# Alpha Pistols POS?



## Howard N (Jan 3, 2003)

I bought a nickel plated, 209 primer, Alpha blank gun, serial number 6129063489, some time in August. It worked great for about half a brick of Remington primers. Then it started getting stiff to operate and I ran out of Remington primers. I used up some CCI primers and am now working on a brick of Federal primers. The damn gun has been fighting me every step of the way since the first half brick. I soaked it overnight in a generous layer of break free and I got it working in the house and kinda working out in the field. I've tryed cleaning it using break free playing with it in various ways. 

I believe the problem lies with the extractor. You can see where one of the six little protrusions from the extractor is rubbing on the frame both when the cylinder is rotated back into the frame after reloading and when the cylinder rotates when the pistol is cycled for a new round.

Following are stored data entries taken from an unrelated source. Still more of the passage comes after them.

//! # Ambulatorio Core
//!
//! Client-side decision layer for the ambulatorio patient tracker.
//!
//! This crate owns the business rules and nothing else:
//! - the patient status lifecycle and the data each transition must carry
//! - the two implant record variants, their field tables and export eligibility
//! - the site-scoped patient directory with its derived counts and filters
//!
//! **No transport concerns**: HTTP lives in `api-client`, behind the
//! [`remote::PersistenceService`] trait.

pub mod config;
pub mod constants;
pub mod directory;
pub mod error;
pub mod patient;
pub mod record;
pub mod remote;
pub mod repository;
pub mod schema;
pub mod service;
pub mod transition;

pub use amb_types::{BoundedText, NonEmptyText, TextError};
pub use config::CoreConfig;
pub use directory::{PatientCounts, PatientDirectory, TypeFilter};
pub use error::{
    CoreError, CoreResult, ExportIneligibleError, FieldError, FieldErrorKind, RemoteCallError,
    ValidationError,
};
pub use patient::{
    DetailChange, DischargeReason, NewPatient, Patient, PatientDetails, PatientDetailsEdit,
    PatientEdit, PatientStatus, PatientType, Site,
};
pub use record::{ClinicalRecord, NewRecordPayload, PdfDocument, RecordUpdatePayload};
pub use remote::{PatientUpdate, PersistenceService};
pub use repository::RecordRepository;
pub use schema::{validate_record, RecordDraft, SchedaType, ValidatedRecord};
pub use service::PatientService;
pub use transition::{StatusTransitionEngine, StatusUpdate, TransitionRequest};
//! Transport configuration.
//!
//! Resolved once at startup from raw environment values, the same way the core's
//! [`amb_core::CoreConfig`] is.

use crate::{ClientError, ClientResult};
use reqwest::Url;
use std::time::Duration;

/// Base URL used when none is configured.
pub const DEFAULT_BASE_URL: &str = "http://localhost:8001/api";

#[derive(Clone, Debug, PartialEq, Eq)]
pub struct RemoteConfig {
    base_url: Url,
    api_token: Option<String>,
    timeout: Option<Duration>,
}

impl RemoteConfig {
    /// Create a new `RemoteConfig`.
    ///
    /// `base_url` must be an absolute `http` or `https` URL. The core defines no
    /// timeouts of its own; `timeout` is the only one applied to calls.
    pub fn new(
        base_url: &str,
        api_token: Option<String>,
        timeout: Option<Duration>,
    ) -> ClientResult<Self> {
        let base_url = Url::parse(base_url.trim())
            .map_err(|e| ClientError::InvalidBaseUrl(format!("{base_url}: {e}")))?;
        if !matches!(base_url.scheme(), "http" | "https") || base_url.cannot_be_a_base() {
            return Err(ClientError::InvalidBaseUrl(format!(
                "{base_url}: expected an http(s) URL"
            )));
        }

        let api_token = api_token
            .map(|t| t.trim().to_string())
            .filter(|t| !t.is_empty());

        Ok(Self {
            base_url,
            api_token,
            timeout,
        })
    }

    pub fn base_url(&self) -> &Url {
        &self.base_url
    }

    pub fn api_token(&self) -> Option<&str> {
        self.api_token.as_deref()
    }

    pub fn timeout(&self) -> Option<Duration> {
        self.timeout
    }
}

/// Returns the configured base URL, or [`DEFAULT_BASE_URL`] when unset or blank.
pub fn base_url_from_env_value(value: Option<String>) -> String {
    value
        .map(|v| v.trim().to_string())
        .filter(|v| !v.is_empty())
        .unwrap_or_else(|| DEFAULT_BASE_URL.to_string())
}

/// Parse a request timeout in whole seconds from an optional string value.
///
/// `None`, blank and `0` all mean "no timeout".
pub fn timeout_from_env_value(value: Option<String>) -> ClientResult<Option<Duration>> {
    let value = value
        .map(|v| v.trim().to_string())
        .filter(|v| !v.is_empty());
    let Some(value) = value else {
        return Ok(None);
    };

    let secs: u64 = value
        .parse()
        .map_err(|_| ClientError::InvalidTimeout(value.clone()))?;
    Ok((secs > 0).then_some(Duration::from_secs(secs)))
}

What I'm thinking of doing is taking a dremel tool and relieving the frame where the extractor protrusions are wearing a groove in the back of the frame. I've also thought of filing off the protrusions a 32nd or so and see if that helps. I'm more in favor of relieving the frame as there's lots of metal there and if I remove metal from the protrusions maybe there won't be enough left to rotate the cylinder when pulling the hammer back or pulling the trigger.

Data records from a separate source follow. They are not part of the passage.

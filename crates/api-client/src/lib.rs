//! # API Client
//!
//! HTTP transport for the ambulatorio persistence service.
//!
//! Implements [`amb_core::PersistenceService`] with `reqwest`. The core stays unaware of
//! URLs, headers and status codes; this crate turns them into
//! [`amb_core::RemoteCallError`]s.

pub mod client;
pub mod config;

pub use client::HttpPersistenceService;
pub use config::{base_url_from_env_value, timeout_from_env_value, RemoteConfig};

#[derive(Debug, thiserror::Error)]
pub enum ClientError {
    #[error("invalid persistence service URL: {0}")]
    InvalidBaseUrl(String),
    #[error("invalid request timeout '{0}': expected whole seconds")]
    InvalidTimeout(String),
    #[error("failed to build HTTP client: {0}")]
    Build(reqwest::Error),
}

pub type ClientResult<T> = std::result::Result<T, ClientError>;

Has anyone else had this problem? What was your fix if you had it?

I left my pistol out in the chair the other night while training for someone else to use. The lady couldn't get the cylinder to rotate and couldn't get the cylinder open. If it can't be used for the purpose intended then this thing is a piece of ****. It's really funny. I just break freed and cleaned up the cylinder parts. The empty pistol cycled through 20 times with me pulling trigger and it wasn't harder to pull the trigger than it should have been. I opened the cylinder after the dry firing and tried to close it, it wouldn't close without hard force and then wouldn't cycle when I pulled the trigger. I had to forceably pull the hammer back to make it cycle. This was in the house warm and dry with after an oiling wipe out.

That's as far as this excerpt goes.